Der Aufmerksamkeitsfokus geht weg vom Problem und hin zu den Stärken, Kompetenzen sowie der Sinnhaftigkeit des Tuns der Hilfesuchenden (Eggert 1997; Balgo 1997). Vergleichbar einer Verletzung, die nur vom gesunden Gewebe aus verheilt, scheint es hilfreicher zu sein, nicht das Problem zu betrachten, sondern die gemeinsame Suche nach schon vorhandenen Handlungsmöglichkeiten, Fähigkeiten und ungenutzten Ressourcen zu aktivieren.“ (S. 152/153)

Diese Sicht- und Handlungsweise erläutern Balgo und Klaes dann an zwei anschaulichen Beispielen aus ihrer Praxis.

Nachdem Hans A. Burmeister (Sportlehrer, Sportwissenschaftler, Lehrbeauftragter) „aus systemtheoretischer Sicht starke Argumente gegen den medizinischen Ansatz“ vorgebracht und mit einer Fallbeschreibung unterstrichen hat, läßt er das Buch mit folgender Provokation enden:
„Da es nicht um ’richtige’ oder ’falsche’ Theoriebildung gehen kann, sondern um die eigene, stimmige Position, von der aus wir unsere Entscheidungen treffen, haben wir mit der Einführung einer systemischen Perspektive erst einmal für Verunsicherung gesorgt.
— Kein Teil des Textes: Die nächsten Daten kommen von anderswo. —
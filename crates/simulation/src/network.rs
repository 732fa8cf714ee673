//! Simulated network conditions.

use rand::Rng;
use rand_chacha::ChaCha8Rng;
use std::collections::HashSet;
use std::time::Duration;

/// Network shape and conditions for a simulation.
#[derive(Debug, Clone)]
pub struct NetworkConfig {
    pub num_validators: u32,
    /// Base one-way message latency.
    pub latency: Duration,
    /// Uniform jitter as a fraction of `latency` (0.1 = ±10%).
    pub jitter_fraction: f64,
    /// Probability a message is silently lost.
    pub loss_probability: f64,
}

impl Default for NetworkConfig {
    fn default() -> Self {
        Self {
            num_validators: 4,
            latency: Duration::from_millis(10),
            jitter_fraction: 0.1,
            loss_probability: 0.0,
        }
    }
}

/// Connectivity and delivery model between simulated nodes.
pub struct SimulatedNetwork {
    config: NetworkConfig,
    /// Symmetric connected pairs, stored with the lower index first.
    connected: HashSet<(u32, u32)>,
    /// Symmetric partitioned pairs; connected but undeliverable.
    partitioned: HashSet<(u32, u32)>,
    /// Crashed nodes: nothing in, nothing out.
    offline: HashSet<u32>,
    /// Messages dropped by loss or partition, for assertions.
    dropped: u64,
}

fn pair(a: u32, b: u32) -> (u32, u32) {
    if a < b {
        (a, b)
    } else {
        (b, a)
    }
}

impl SimulatedNetwork {
    pub fn new(config: NetworkConfig) -> Self {
        Self {
            config,
            connected: HashSet::new(),
            partitioned: HashSet::new(),
            offline: HashSet::new(),
            dropped: 0,
        }
    }

    pub fn config(&self) -> &NetworkConfig {
        &self.config
    }

    pub fn dropped(&self) -> u64 {
        self.dropped
    }

    pub fn connect(&mut self, a: u32, b: u32) {
        if a != b {
            self.connected.insert(pair(a, b));
        }
    }

    pub fn disconnect(&mut self, a: u32, b: u32) {
        self.connected.remove(&pair(a, b));
    }

    pub fn is_connected(&self, a: u32, b: u32) -> bool {
        self.connected.contains(&pair(a, b))
    }

    /// Peers `from` currently has a live connection to, ascending.
    pub fn peers_of(&self, from: u32) -> Vec<u32> {
        let mut peers: Vec<u32> = self
            .connected
            .iter()
            .filter_map(|&(a, b)| {
                if a == from {
                    Some(b)
                } else if b == from {
                    Some(a)
                } else {
                    None
                }
            })
            .filter(|p| !self.offline.contains(p))
            .collect();
        peers.sort_unstable();
        peers
    }

    pub fn partition(&mut self, a: u32, b: u32) {
        self.partitioned.insert(pair(a, b));
    }

    pub fn heal(&mut self, a: u32, b: u32) {
        self.partitioned.remove(&pair(a, b));
    }

    pub fn set_offline(&mut self, node: u32) {
        self.offline.insert(node);
    }

    pub fn set_online(&mut self, node: u32) {
        self.offline.remove(&node);
    }

    pub fn is_offline(&self, node: u32) -> bool {
        self.offline.contains(&node)
    }

    /// Sample a delivery delay, or `None` if the message is dropped.
    ///
    /// Draws from `rng` in call order, so delivery is reproducible for a
    /// fixed seed.
    pub fn sample_delivery(&mut self, from: u32, to: u32, rng: &mut ChaCha8Rng) -> Option<Duration> {
        if self.offline.contains(&from)
            || self.offline.contains(&to)
            || !self.is_connected(from, to)
            || self.partitioned.contains(&pair(from, to))
        {
            self.dropped += 1;
            return None;
        }
        if self.config.loss_probability > 0.0 && rng.gen::<f64>() < self.config.loss_probability {
            self.dropped += 1;
            return None;
        }

        let jitter = if self.config.jitter_fraction > 0.0 {
            1.0 + rng.gen_range(-self.config.jitter_fraction..self.config.jitter_fraction)
        } else {
            1.0
        };
        Some(self.config.latency.mul_f64(jitter.max(0.0)))
    }
}
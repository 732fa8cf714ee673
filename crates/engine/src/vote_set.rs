//! Vote accounting for one `(height, round, type)`.

use concord_types::{Hash, ValidatorSet, Vote};
use std::collections::HashMap;

/// Outcome of adding a vote to a set.
#[derive(Debug, Clone, PartialEq, Eq)]
pub enum AddVote {
    /// First vote from this validator.
    Added,
    /// Byte-identical to a vote already held.
    Duplicate,
    /// A second, conflicting vote from the same validator. The earlier vote
    /// keeps its power; both are retained for the equivocation log.
    Equivocation { existing: Vote },
}

/// Signed votes for a single `(height, round, type)`, with power totals
/// per value.
#[derive(Debug, Default)]
pub struct VoteSet {
    /// First vote per validator index.
    votes: HashMap<u32, Vote>,
    /// Accumulated power per voted value (`None` is nil).
    power_by_value: HashMap<Option<Hash>, u64>,
    /// Accumulated power over all distinct voters.
    total_power: u64,
}

impl VoteSet {
    pub fn new() -> Self {
        Self::default()
    }

    pub fn len(&self) -> usize {
        self.votes.len()
    }

    pub fn is_empty(&self) -> bool {
        self.votes.is_empty()
    }

    pub fn get(&self, validator_index: u32) -> Option<&Vote> {
        self.votes.get(&validator_index)
    }

    /// Add a signature-verified vote weighted by `power`.
    pub fn add(&mut self, vote: Vote, power: u64) -> AddVote {
        match self.votes.get(&vote.validator_index) {
            Some(existing) if existing.block_hash == vote.block_hash => AddVote::Duplicate,
            Some(existing) => AddVote::Equivocation {
                existing: existing.clone(),
            },
            None => {
                *self.power_by_value.entry(vote.block_hash).or_insert(0) += power;
                self.total_power += power;
                self.votes.insert(vote.validator_index, vote);
                AddVote::Added
            }
        }
    }

    /// Power accumulated for one value.
    pub fn power_for(&self, value: &Option<Hash>) -> u64 {
        self.power_by_value.get(value).copied().unwrap_or(0)
    }

    /// Power accumulated across all values.
    pub fn total_power(&self) -> u64 {
        self.total_power
    }

    /// The value holding `> 2/3` of the set's total power, if any.
    pub fn quorum_value(&self, validators: &ValidatorSet) -> Option<Option<Hash>> {
        self.power_by_value
            .iter()
            .find(|(_, power)| validators.has_quorum(**power))
            .map(|(value, _)| *value)
    }

    /// True once `> 2/3` of total power has voted, for any mix of values.
    pub fn two_thirds_any(&self, validators: &ValidatorSet) -> bool {
        validators.has_quorum(self.total_power)
    }

    /// All votes for one value, for commit certificate assembly.
    pub fn votes_for(&self, value: &Option<Hash>) -> Vec<&Vote> {
        let mut votes: Vec<&Vote> = self
            .votes
            .values()
            .filter(|v| &v.block_hash == value)
            .collect();
        votes.sort_by_key(|v| v.validator_index);
        votes
    }
}

#[cfg(test)]
mod tests {
    use super::*;
    use concord_types::{KeyPair, ValidatorEntry, VoteType};

    fn keys(n: usize) -> Vec<KeyPair> {
        (0..n)
            .map(|i| KeyPair::from_seed(&[i as u8 + 1; 32]))
            .collect()
    }

    fn validators(keys: &[KeyPair]) -> ValidatorSet {
        ValidatorSet::new(
            keys.iter()
                .map(|k| ValidatorEntry {
                    public_key: k.public_key(),
                    voting_power: 1,
                })
                .collect(),
        )
    }

    fn vote(key: &KeyPair, index: u32, value: Option<Hash>) -> Vote {
        Vote::sign(VoteType::Prevote, 1, 0, value, index, key)
    }

    #[test]
    fn quorum_needs_two_thirds_for_one_value() {
        let keys = keys(4);
        let vset = validators(&keys);
        let mut set = VoteSet::new();
        let block = Some(Hash::of(b"b"));

        set.add(vote(&keys[0], 0, block), 1);
        set.add(vote(&keys[1], 1, block), 1);
        assert_eq!(set.quorum_value(&vset), None);

        // Mixed votes reach 2/3-any without a value quorum.
        set.add(vote(&keys[2], 2, None), 1);
        assert!(set.two_thirds_any(&vset));
        assert_eq!(set.quorum_value(&vset), None);

        set.add(vote(&keys[3], 3, block), 1);
        assert_eq!(set.quorum_value(&vset), Some(block));
    }

    #[test]
    fn duplicates_do_not_double_count() {
        let keys = keys(4);
        let mut set = VoteSet::new();
        let v = vote(&keys[0], 0, Some(Hash::of(b"b")));
        assert_eq!(set.add(v.clone(), 1), AddVote::Added);
        assert_eq!(set.add(v, 1), AddVote::Duplicate);
        assert_eq!(set.total_power(), 1);
    }

    #[test]
    fn equivocation_keeps_first_vote_power() {
        let keys = keys(4);
        let mut set = VoteSet::new();
        let first = vote(&keys[0], 0, Some(Hash::of(b"a")));
        let second = vote(&keys[0], 0, Some(Hash::of(b"b")));

        set.add(first.clone(), 1);
        match set.add(second, 1) {
            AddVote::Equivocation { existing } => assert_eq!(existing, first),
            other => panic!("Expected equivocation, got {other:?}"),
        }
        assert_eq!(set.total_power(), 1);
        assert_eq!(set.power_for(&Some(Hash::of(b"a"))), 1);
        assert_eq!(set.power_for(&Some(Hash::of(b"b"))), 0);
    }

    #[test]
    fn votes_for_orders_by_index() {
        let keys = keys(3);
        let mut set = VoteSet::new();
        let block = Some(Hash::of(b"b"));
        set.add(vote(&keys[2], 2, block), 1);
        set.add(vote(&keys[0], 0, block), 1);
        set.add(vote(&keys[1], 1, None), 1);

        let indices: Vec<u32> = set.votes_for(&block).iter().map(|v| v.validator_index).collect();
        assert_eq!(indices, vec![0, 2]);
    }
}
//! Tokio-based production runner.
//!
//! Owns all I/O the state machine delegates: timers, storage writes, dapp
//! callbacks, signature checks and network sends. The P2P overlay stays an
//! external collaborator behind the [`Transport`] trait; it feeds inbound
//! frames and connection events through the [`NodeHandle`].
//!
//! Shutdown is ordered: stop taking input → cancel timers → stop the
//! executor loop → drop the store handle.

use crate::responder::Responder;
use crate::state::NodeStateMachine;
use crate::timers::TimerManager;
use concord_core::{Action, Dapp, DappError, Event, NodeError, StateMachine};
use concord_messages::{decode_message, encode_message, ConsensusPayload, PeerMessage};
use concord_store::{BlockStore, StoreError};
use concord_types::{Block, Hash, PeerId, Transaction};
use std::collections::VecDeque;
use std::sync::Arc;
use std::time::Instant;
use tokio::sync::{broadcast, mpsc, Notify};
use tracing::{debug, error, info, warn};

/// The transport overlay seam.
///
/// Implementations deliver frames best-effort; transient failures are
/// treated as benign peer drops and surface as `PeerDisconnected` events.
pub trait Transport: Send + Sync + 'static {
    fn send(&self, peer: PeerId, bytes: Vec<u8>);
    fn broadcast(&self, bytes: Vec<u8>);
    fn broadcast_except(&self, except: Option<PeerId>, bytes: Vec<u8>);
    fn disconnect(&self, peer: PeerId);
}

/// Map an inbound peer message to its state-machine event.
///
/// Returns `None` for `Get*` requests, which the responder answers
/// directly without touching the state machine.
pub fn event_for_message(peer: PeerId, message: PeerMessage) -> Option<Event> {
    match message {
        PeerMessage::Hello { height, genesis } => Some(Event::HelloReceived {
            peer,
            height,
            genesis,
        }),
        PeerMessage::NewTransaction { transaction } => Some(Event::TransactionReceived {
            source: Some(peer),
            tx: transaction,
        }),
        PeerMessage::NewBlockHeight { height } => {
            Some(Event::BlockHeightAnnounced { peer, height })
        }
        PeerMessage::NewBlock { block } => Some(Event::BlockAnnounced { peer, block }),
        PeerMessage::NewConsensusMessage { message } => Some(match message {
            ConsensusPayload::Proposal(proposal) => Event::ProposalReceived { proposal },
            ConsensusPayload::Vote(vote) => Event::VoteReceived { vote },
        }),
        PeerMessage::ConsentedHeader { header, commit } => Some(Event::ConsentedHeaderReceived {
            peer,
            header,
            commit,
        }),
        PeerMessage::Headers { headers } => Some(Event::HeadersReceived { peer, headers }),
        PeerMessage::Bodies { bodies } => Some(Event::BodiesReceived { peer, bodies }),
        PeerMessage::GetConsentedHeader { .. }
        | PeerMessage::GetHeaders { .. }
        | PeerMessage::GetBodies { .. } => None,
    }
}

/// External control surface for a running node.
///
/// Cloneable; the overlay glue holds one to feed frames and connection
/// events, the front-end holds one to submit transactions and subscribe.
pub struct NodeHandle<T: Transport> {
    events: mpsc::Sender<Event>,
    responder: Arc<Responder>,
    store: Arc<dyn BlockStore>,
    transport: Arc<T>,
    shutdown: Arc<Notify>,
    committed: broadcast::Sender<Arc<Block>>,
    errors: broadcast::Sender<NodeError>,
}

impl<T: Transport> Clone for NodeHandle<T> {
    fn clone(&self) -> Self {
        Self {
            events: self.events.clone(),
            responder: Arc::clone(&self.responder),
            store: Arc::clone(&self.store),
            transport: Arc::clone(&self.transport),
            shutdown: Arc::clone(&self.shutdown),
            committed: self.committed.clone(),
            errors: self.errors.clone(),
        }
    }
}

impl<T: Transport> NodeHandle<T> {
    /// Read access to the committed chain.
    pub fn blockchain(&self) -> &Arc<dyn BlockStore> {
        &self.store
    }

    /// Submit a transaction from the local client.
    pub async fn submit_transaction(&self, tx: Transaction) {
        let _ = self
            .events
            .send(Event::TransactionReceived { source: None, tx })
            .await;
    }

    /// The overlay accepted a connection.
    pub async fn peer_connected(&self, peer: PeerId) {
        let _ = self.events.send(Event::PeerConnected { peer }).await;
    }

    /// The overlay lost a connection.
    pub async fn peer_disconnected(&self, peer: PeerId) {
        let _ = self.events.send(Event::PeerDisconnected { peer }).await;
    }

    /// A length-delimited frame arrived from `peer`.
    ///
    /// Requests are answered inline from the store; everything else is
    /// queued for the state machine. Malformed frames drop the peer.
    pub async fn deliver_frame(&self, peer: PeerId, bytes: &[u8]) {
        let message = match decode_message(bytes) {
            Ok(message) => message,
            Err(e) => {
                warn!(%peer, error = %e, "Malformed frame, dropping peer");
                self.transport.disconnect(peer);
                let _ = self.events.send(Event::PeerDisconnected { peer }).await;
                return;
            }
        };

        if message.is_request() {
            match self.responder.respond(&message) {
                Ok(Some(reply)) => self.transport.send(peer, encode_message(&reply)),
                Ok(None) => {}
                Err(e) => {
                    warn!(%peer, error = %e, "Bad request, dropping peer");
                    self.transport.disconnect(peer);
                    let _ = self.events.send(Event::PeerDisconnected { peer }).await;
                }
            }
            return;
        }

        if let Some(event) = event_for_message(peer, message) {
            let _ = self.events.send(event).await;
        }
    }

    /// Committed blocks, in order.
    pub fn subscribe_committed(&self) -> broadcast::Receiver<Arc<Block>> {
        self.committed.subscribe()
    }

    /// The node's error stream.
    pub fn subscribe_errors(&self) -> broadcast::Receiver<NodeError> {
        self.errors.subscribe()
    }

    /// Request ordered shutdown.
    pub fn stop(&self) {
        self.shutdown.notify_waiters();
        self.shutdown.notify_one();
    }
}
Destabilisierung ist aus systemischer Sicht Grundvoraussetzung für Entwicklungen. J. M. Keynes sagte einmal: ’Wenn die Fakten sich ändern, ändere ich meine Meinung’. Mit Einführung der Systemtheorie in dieses Fachgebiet haben sich die Fakten geändert.“ (S. 181)

Bei mir hat der Sammelband das erreicht, was er im Vorwort versprach: mein Denken wurde durch viele bunte Mosaiksteine erweitert und hat mir in der Praxis schon geholfen, in Einzelfällen stimmige Ein- und Umstellungen zu finden. Solche Wirkungen wünsche ich ihm in allen Praxisfeldern, in denen mit verstörten und rastlosen Kindern gearbeitet wird. Aber bitte im Sinne der Transversalen Vernunft, in der auch die Systemtheorie nur eines der vielen möglichen und nicht ein besonders privilegiertes Paradigma darstellt (vgl. Welsch: 'Vernunft' Kap.VII,2.a.).